Decent report card for Jeremy Hunt who skirts cynical electioneering
The Autumn Statement was delivered against the backdrop of more upbeat economic forecasts from the Office for Budget Responsibility (OBR). The UK economy is now expected to be more than 2% larger at the start of 2024 than the OBR had expected back in the Spring. This is good news. Whilst this outcome is largely the result of new estimates from statisticians about the resilience of the UK economy during the COVID-19 pandemic, it also illustrates that an obsession with small forecasting margins at these political set pieces is a fool’s errand. It serves no-one – not least Times readers – to look at a few billion pounds here, a few percentage points there, in an economy producing output worth £2.3tn a year. It is better in the aftermath to step back and ask whether the Chancellor’s efforts were commensurate to longer term economic trends, or cynical electioneering.
On this Jeremy Hunt deserves a decent report card. Firstly, the focus on stimulating business investment through permanent full expensing of new plant and machinery is reacting to a UK economy that has chronically underinvested in its capital stock for thirty years. This cannot continue if the UK is to escape its moribund productivity performance. Secondly, tax cuts for the self-employed also were an acknowledgement that after two decades of growth in self-employment this has gone into reverse since 2020. Unaddressed this decline in self-employment risks making the labour market less flexible to big changes in the economy. Thirdly, with a potentially stubborn rise in inactivity amongst working age Britons – up by almost half a million since late 2019 – then increasing work incentives through a 2p cut in National Insurance helps grow differentials between in and out-of-work income. This reflects the fact that the easiest – albeit by no means easy – path to economic growth is to get more working age Britons seeking and finding employment.

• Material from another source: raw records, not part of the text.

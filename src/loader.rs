//! One-time bootstrap of the task collection.
//!
//! The loader fetches a raw task list from a [`TaskSource`], runs it through
//! the sanitizer and hands the result to the store. Any fetch failure, a
//! malformed payload or a list with no usable records falls back to the
//! synthetic generator. Only when the fallback is disabled does the loader
//! end in a failed state.

use std::path::PathBuf;
use std::sync::Arc;
use std::time::Duration;

use async_trait::async_trait;
use serde::Serialize;
use serde_json::Value;
use tokio_util::sync::CancellationToken;

use crate::clock::{Clock, SystemClock};
use crate::config::LoaderConfig;
use crate::error::{Error, Result};
use crate::sanitize::normalize;
use crate::seed::generate_sales_tasks;
use crate::task::Task;

/// Where a raw task list comes from.
#[async_trait]
pub trait TaskSource: Send + Sync {
    /// Human-readable location, used in logs and messages.
    fn describe(&self) -> String;

    async fn fetch(&self) -> Result<Vec<Value>>;
}

/// A JSON array stored in a local file.
#[derive(Debug, Clone)]
pub struct FileSource {
    path: PathBuf,
}

impl FileSource {
    pub fn new(path: impl Into<PathBuf>) -> Self {
        Self { path: path.into() }
    }
}

#[async_trait]
impl TaskSource for FileSource {
    fn describe(&self) -> String {
        self.path.display().to_string()
    }

    async fn fetch(&self) -> Result<Vec<Value>> {
        let content = tokio::fs::read_to_string(&self.path).await?;
        let payload: Value = serde_json::from_str(&content)?;
        into_records(payload, &self.describe())
    }
}

/// A JSON array served over HTTP.
#[derive(Debug, Clone)]
pub struct HttpSource {
    url: String,
    client: reqwest::Client,
}

impl HttpSource {
    pub fn new(url: impl Into<String>, timeout: Duration) -> Result<Self> {
        let client = reqwest::Client::builder()
            .user_agent(concat!("salesboard/", env!("CARGO_PKG_VERSION")))
            .timeout(timeout)
            .build()?;
        Ok(Self {
            url: url.into(),
            client,
        })
    }
}

#[async_trait]
impl TaskSource for HttpSource {
    fn describe(&self) -> String {
        self.url.clone()
    }

    async fn fetch(&self) -> Result<Vec<Value>> {
        let response = self.client.get(&self.url).send().await?;
        let status = response.status();
        if !status.is_success() {
            return Err(Error::LoadFailed(format!(
                "{} returned {}",
                self.url, status
            )));
        }
        let payload: Value = response.json().await?;
        into_records(payload, &self.url)
    }
}

/// Pick a source for a location: http(s) URLs are fetched over the network,
/// anything else is read as a file path.
pub fn source_for(location: &str, timeout: Duration) -> Result<Box<dyn TaskSource>> {
    let location = location.trim();
    if location.starts_with("http://") || location.starts_with("https://") {
        Ok(Box::new(HttpSource::new(location, timeout)?))
    } else {
        Ok(Box::new(FileSource::new(location)))
    }
}

fn into_records(payload: Value, origin: &str) -> Result<Vec<Value>> {
    match payload {
        Value::Array(records) => Ok(records),
        other => Err(Error::LoadFailed(format!(
            "{origin}: expected a JSON array, got {}",
            json_kind(&other)
        ))),
    }
}

fn json_kind(value: &Value) -> &'static str {
    match value {
        Value::Null => "null",
        Value::Bool(_) => "a boolean",
        Value::Number(_) => "a number",
        Value::String(_) => "a string",
        Value::Array(_) => "an array",
        Value::Object(_) => "an object",
    }
}

#[derive(Debug, Clone, Copy, Serialize, PartialEq, Eq)]
#[serde(rename_all = "snake_case")]
pub enum LoadOrigin {
    Source,
    Fallback,
}

#[derive(Debug, Clone, Serialize, PartialEq, Eq)]
#[serde(tag = "state", rename_all = "snake_case")]
pub enum LoadStatus {
    Idle,
    Loading,
    Loaded { count: usize, origin: LoadOrigin },
    Failed { message: String },
}

#[derive(Debug, Clone, PartialEq)]
pub enum LoadOutcome {
    Loaded { tasks: Vec<Task>, origin: LoadOrigin },
    /// A previous load already succeeded; nothing was fetched.
    AlreadyLoaded,
    /// The token fired before the fetch resolved; no state was applied.
    Cancelled,
}

pub struct Loader {
    status: LoadStatus,
    fallback_count: usize,
    seed: u64,
    clock: Arc<dyn Clock>,
}

impl Loader {
    pub fn new(config: &LoaderConfig) -> Self {
        Self::with_clock(config, Arc::new(SystemClock))
    }

    pub fn with_clock(config: &LoaderConfig, clock: Arc<dyn Clock>) -> Self {
        Self {
            status: LoadStatus::Idle,
            fallback_count: config.fallback_count,
            seed: config.seed,
            clock,
        }
    }

    pub fn status(&self) -> &LoadStatus {
        &self.status
    }

    pub fn loading(&self) -> bool {
        self.status == LoadStatus::Loading
    }

    pub fn error(&self) -> Option<&str> {
        match &self.status {
            LoadStatus::Failed { message } => Some(message.as_str()),
            _ => None,
        }
    }

    /// Run the bootstrap once. After a successful load every further call
    /// returns [`LoadOutcome::AlreadyLoaded`]. A failed load may be retried.
    pub async fn load(
        &mut self,
        source: Option<&dyn TaskSource>,
        cancel: &CancellationToken,
    ) -> Result<LoadOutcome> {
        if matches!(self.status, LoadStatus::Loaded { .. }) {
            tracing::debug!("load skipped: already loaded");
            return Ok(LoadOutcome::AlreadyLoaded);
        }
        if cancel.is_cancelled() {
            return Ok(LoadOutcome::Cancelled);
        }

        self.status = LoadStatus::Loading;
        let fetched = match source {
            Some(source) => {
                tracing::info!(source = %source.describe(), "fetching tasks");
                tokio::select! {
                    biased;
                    _ = cancel.cancelled() => {
                        tracing::debug!(source = %source.describe(), "load cancelled");
                        self.status = LoadStatus::Idle;
                        return Ok(LoadOutcome::Cancelled);
                    }
                    result = source.fetch() => result,
                }
            }
            None => Err(Error::LoadFailed("no task source configured".to_string())),
        };

        let now = self.clock.now();
        let fetched = fetched.map(|records| normalize(&records, now));
        let (tasks, origin) = match fetched {
            Ok(tasks) if !tasks.is_empty() => (tasks, LoadOrigin::Source),
            Ok(_) => {
                tracing::warn!("task source had no usable records, using generated tasks");
                (self.fallback(now)?, LoadOrigin::Fallback)
            }
            Err(err) => {
                tracing::warn!(error = %err, "task fetch failed, using generated tasks");
                (self.fallback(now)?, LoadOrigin::Fallback)
            }
        };

        tracing::info!(count = tasks.len(), origin = ?origin, "tasks loaded");
        self.status = LoadStatus::Loaded {
            count: tasks.len(),
            origin,
        };
        Ok(LoadOutcome::Loaded { tasks, origin })
    }

    fn fallback(&mut self, now: chrono::DateTime<chrono::Utc>) -> Result<Vec<Task>> {
        if self.fallback_count == 0 {
            let message = "Failed to load tasks and synthetic fallback is disabled".to_string();
            self.status = LoadStatus::Failed {
                message: message.clone(),
            };
            return Err(Error::LoadFailed(message));
        }
        let raw = generate_sales_tasks(self.fallback_count, self.seed);
        Ok(normalize(&raw, now))
    }
}
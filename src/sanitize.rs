//! Normalization of untrusted task records.
//!
//! This is the only place raw JSON turns into [`Task`] values. Nothing here
//! fails: a record that cannot be salvaged is dropped, and a field that
//! cannot be salvaged falls back to its default.

use chrono::{DateTime, Duration, Utc};
use serde_json::Value;

use crate::task::{Priority, Status, Task};

/// Offset between a synthesized `createdAt` and its `completedAt`.
pub const SYNTHETIC_COMPLETION_OFFSET_HOURS: i64 = 24;

/// Normalize a batch of raw records.
///
/// Records missing a usable `id` or `title` are dropped. A missing
/// `createdAt` is synthesized from the record's index, one day apart, so the
/// first record is the oldest.
pub fn normalize(raw: &[Value], now: DateTime<Utc>) -> Vec<Task> {
    let len = raw.len() as i64;
    let tasks: Vec<Task> = raw
        .iter()
        .enumerate()
        .filter_map(|(idx, record)| {
            let fallback_created = now - Duration::days(len - idx as i64);
            normalize_record(record, fallback_created)
        })
        .collect();

    let dropped = raw.len() - tasks.len();
    if dropped > 0 {
        tracing::debug!(kept = tasks.len(), dropped, "normalize dropped invalid records");
    }
    tasks
}

/// Normalize one record; `None` if it has no usable `id` or `title`.
pub fn normalize_record(record: &Value, fallback_created: DateTime<Utc>) -> Option<Task> {
    let map = record.as_object()?;
    let id = sanitize_id(map.get("id"))?;
    let title = sanitize_title(map.get("title"))?;

    let status = sanitize_status(map.get("status"));
    let created_at = parse_timestamp(map.get("createdAt")).unwrap_or(fallback_created);
    let completed_at = parse_timestamp(map.get("completedAt")).or_else(|| {
        status
            .is_done()
            .then(|| created_at + Duration::hours(SYNTHETIC_COMPLETION_OFFSET_HOURS))
    });

    Some(Task {
        id,
        title,
        revenue: sanitize_revenue(map.get("revenue")),
        time_taken: sanitize_time_taken(map.get("timeTaken")),
        priority: sanitize_priority(map.get("priority")),
        status,
        notes: sanitize_notes(map.get("notes")),
        created_at,
        completed_at,
    })
}

/// Re-apply field rules to an already-typed task.
pub fn resanitize(task: Task) -> Task {
    Task {
        revenue: non_negative(task.revenue),
        time_taken: non_negative(task.time_taken),
        notes: task.notes.as_deref().and_then(trimmed),
        ..task
    }
}

pub fn sanitize_revenue(value: Option<&Value>) -> f64 {
    value.and_then(coerce_number).map(non_negative).unwrap_or(0.0)
}

pub fn sanitize_time_taken(value: Option<&Value>) -> f64 {
    sanitize_revenue(value)
}

pub fn sanitize_priority(value: Option<&Value>) -> Priority {
    value
        .and_then(Value::as_str)
        .and_then(Priority::parse)
        .unwrap_or_default()
}

pub fn sanitize_status(value: Option<&Value>) -> Status {
    value
        .and_then(Value::as_str)
        .and_then(Status::parse)
        .unwrap_or_default()
}

pub fn sanitize_notes(value: Option<&Value>) -> Option<String> {
    value.and_then(Value::as_str).and_then(trimmed)
}

pub fn sanitize_id(value: Option<&Value>) -> Option<String> {
    non_blank(value)
}

/// Trimmed title, or `None` when the value is not a non-blank string.
pub fn sanitize_title(value: Option<&Value>) -> Option<String> {
    non_blank(value)
}

/// Loose numeric coercion: numbers pass, strings are parsed (blank is 0),
/// booleans are 0/1, null is 0. Arrays and objects fail.
pub fn coerce_number(value: &Value) -> Option<f64> {
    match value {
        Value::Number(number) => number.as_f64(),
        Value::String(text) => {
            let text = text.trim();
            if text.is_empty() {
                Some(0.0)
            } else {
                text.parse::<f64>().ok()
            }
        }
        Value::Bool(flag) => Some(if *flag { 1.0 } else { 0.0 }),
        Value::Null => Some(0.0),
        Value::Array(_) | Value::Object(_) => None,
    }
}

fn non_negative(value: f64) -> f64 {
    if value.is_finite() && value >= 0.0 {
        value
    } else {
        0.0
    }
}

fn trimmed(value: &str) -> Option<String> {
    let value = value.trim();
    (!value.is_empty()).then(|| value.to_string())
}

fn non_blank(value: Option<&Value>) -> Option<String> {
    value.and_then(Value::as_str).and_then(trimmed)
}

fn parse_timestamp(value: Option<&Value>) -> Option<DateTime<Utc>> {
    let text = value?.as_str()?.trim();
    DateTime::parse_from_rfc3339(text)
        .ok()
        .map(|parsed| parsed.with_timezone(&Utc))
}

#[cfg(test)]
mod tests {
    use super::*;
    use serde_json::json;

    fn now() -> DateTime<Utc> {
        "2024-06-01T12:00:00Z".parse().unwrap()
    }

    #[test]
    fn drops_records_without_id_or_title() {
        let raw = vec![
            json!("not an object"),
            json!(null),
            json!({ "id": "", "title": "x" }),
            json!({ "id": "a", "title": "   " }),
            json!({ "id": 7, "title": "numeric id" }),
            json!({ "title": "no id" }),
            json!({ "id": " b ", "title": " Keep me " }),
        ];
        let tasks = normalize(&raw, now());
        assert_eq!(tasks.len(), 1);
        assert_eq!(tasks[0].id, "b");
        assert_eq!(tasks[0].title, "Keep me");
    }

    #[test]
    fn numeric_fields_default_to_zero() {
        let cases = [
            (json!(-5), 0.0),
            (json!("abc"), 0.0),
            (json!([1]), 0.0),
            (json!(null), 0.0),
            (json!(""), 0.0),
            (json!(" 12.5 "), 12.5),
            (json!(true), 1.0),
            (json!(1e308), 1e308),
        ];
        for (input, expected) in cases {
            assert_eq!(sanitize_revenue(Some(&input)), expected, "input {input}");
            assert_eq!(sanitize_time_taken(Some(&input)), expected, "input {input}");
        }
        assert_eq!(sanitize_revenue(None), 0.0);
        assert_eq!(sanitize_revenue(Some(&json!("inf"))), 0.0);
        assert_eq!(sanitize_revenue(Some(&json!("NaN"))), 0.0);
    }

    #[test]
    fn enums_fall_back_to_defaults() {
        assert_eq!(sanitize_priority(Some(&json!("Urgent"))), Priority::Medium);
        assert_eq!(sanitize_priority(Some(&json!("Low"))), Priority::Low);
        assert_eq!(sanitize_status(Some(&json!("done"))), Status::Todo);
        assert_eq!(sanitize_status(Some(&json!("In Progress"))), Status::InProgress);
        assert_eq!(sanitize_status(Some(&json!(3))), Status::Todo);
    }

    #[test]
    fn notes_are_trimmed_or_omitted() {
        assert_eq!(sanitize_notes(Some(&json!("  hi  "))), Some("hi".to_string()));
        assert_eq!(sanitize_notes(Some(&json!("   "))), None);
        assert_eq!(sanitize_notes(Some(&json!(42))), None);
        assert_eq!(sanitize_notes(None), None);
    }

    #[test]
    fn created_at_is_synthesized_per_index() {
        let raw = vec![
            json!({ "id": "a", "title": "first" }),
            json!({ "id": "b", "title": "second" }),
            json!({ "id": "c", "title": "third", "createdAt": "not a date" }),
        ];
        let tasks = normalize(&raw, now());
        assert_eq!(tasks[0].created_at, now() - Duration::days(3));
        assert_eq!(tasks[1].created_at, now() - Duration::days(2));
        assert_eq!(tasks[2].created_at, now() - Duration::days(1));
        assert!(tasks[0].created_at < tasks[1].created_at);
    }

    #[test]
    fn completed_at_synthesized_only_for_done() {
        let raw = vec![
            json!({ "id": "a", "title": "t", "status": "Done", "createdAt": "2024-01-01T00:00:00Z" }),
            json!({ "id": "b", "title": "t", "status": "Todo", "createdAt": "2024-01-01T00:00:00Z" }),
            json!({
                "id": "c",
                "title": "t",
                "status": "Todo",
                "completedAt": "2024-01-05T00:00:00Z"
            }),
        ];
        let tasks = normalize(&raw, now());
        assert_eq!(
            tasks[0].completed_at,
            Some("2024-01-02T00:00:00Z".parse().unwrap())
        );
        assert_eq!(tasks[1].completed_at, None);
        assert_eq!(
            tasks[2].completed_at,
            Some("2024-01-05T00:00:00Z".parse().unwrap())
        );
    }

    #[test]
    fn normalize_is_idempotent() {
        let raw = vec![
            json!({
                "id": "x",
                "title": "  Renewal ",
                "revenue": "1200",
                "timeTaken": -3,
                "priority": "High",
                "status": "Done",
                "notes": "  call back "
            }),
            json!({ "id": "y", "title": "Cold call", "revenue": null, "priority": "??" }),
            json!(12),
        ];
        let once = normalize(&raw, now());
        let values: Vec<Value> = once.iter().map(Task::to_value).collect();
        let later = now() + Duration::days(30);
        let twice = normalize(&values, later);
        assert_eq!(once, twice);
    }

    #[test]
    fn resanitize_clamps_typed_fields() {
        let task = Task {
            id: "a".to_string(),
            title: "t".to_string(),
            revenue: -1.0,
            time_taken: f64::INFINITY,
            priority: Priority::Low,
            status: Status::Todo,
            notes: Some("  ".to_string()),
            created_at: now(),
            completed_at: None,
        };
        let task = resanitize(task);
        assert_eq!(task.revenue, 0.0);
        assert_eq!(task.time_taken, 0.0);
        assert_eq!(task.notes, None);
    }
}
//! Derived task views and display ordering.

use std::cmp::Ordering;

use serde::Serialize;

use crate::metrics::calculate_roi;
use crate::task::Task;

/// A task plus its computed fields. Built fresh on every read.
#[derive(Debug, Clone, Serialize, PartialEq)]
pub struct DerivedTask {
    #[serde(flatten)]
    pub task: Task,
    /// `None` when ROI is not meaningful (no time logged).
    pub roi: Option<f64>,
}

pub fn with_derived(task: &Task) -> DerivedTask {
    DerivedTask {
        task: task.clone(),
        roi: calculate_roi(task.revenue, task.time_taken),
    }
}

/// Display order: ROI descending with undefined ROI last, then priority
/// High to Low, then title (case-insensitive). The sort is stable, so
/// remaining ties keep their input order.
pub fn sort_tasks(mut tasks: Vec<DerivedTask>) -> Vec<DerivedTask> {
    tasks.sort_by(|left, right| {
        roi_rank(left.roi, right.roi)
            .then_with(|| left.task.priority.rank().cmp(&right.task.priority.rank()))
            .then_with(|| {
                left.task
                    .title
                    .to_lowercase()
                    .cmp(&right.task.title.to_lowercase())
            })
    });
    tasks
}

pub fn derive_sorted(tasks: &[Task]) -> Vec<DerivedTask> {
    sort_tasks(tasks.iter().map(with_derived).collect())
}

fn roi_rank(left: Option<f64>, right: Option<f64>) -> Ordering {
    match (left, right) {
        (Some(left), Some(right)) => right.total_cmp(&left),
        (Some(_), None) => Ordering::Less,
        (None, Some(_)) => Ordering::Greater,
        (None, None) => Ordering::Equal,
    }
}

There were however big picture areas where the Chancellor was silent. The most salient was on public sector productivity – an arena that has been a weeping sore at the heart of the public finances for a quarter of a century. Many commentators rightly point to a looming cash crunch for public services that has been teed up for the other side of the General Election. This is widely interpreted as unsustainable. This crunch becomes self-fulfilling if greater productivity can’t be squeezed out of the 5.7 million public sector workers. New Chief Secretary to the Treasury, and Mr Hunt’s deputy, Laura Trott has an enormous challenge in delivering better outcomes from the hundreds of billions of pounds poured into public services each year. Warm words by the Prime Minister on the role of Artificial Intelligence in achieving new efficiencies, and recent back-to-the-office edicts are no substitute for a plan for skills, operational efficiencies and rewarding capability. And this takes us to the biggest and most striking data point of all – the UK tax burden remains on track to rise to a post-war high of 38% by 2028. An older population – and that population’s propensity to vote – has made age-related spending on public services a political necessity. Higher taxes are the other side of that coin. Without significant transformations in how public services are delivered. Hunt, nor his likely successor, Rachel Reeves will escape this arithmetic. No amount of good fortune or political elegance in Autumn Statements will avoid it. Come the March Budget that often-peripheral act needs to take centre stage.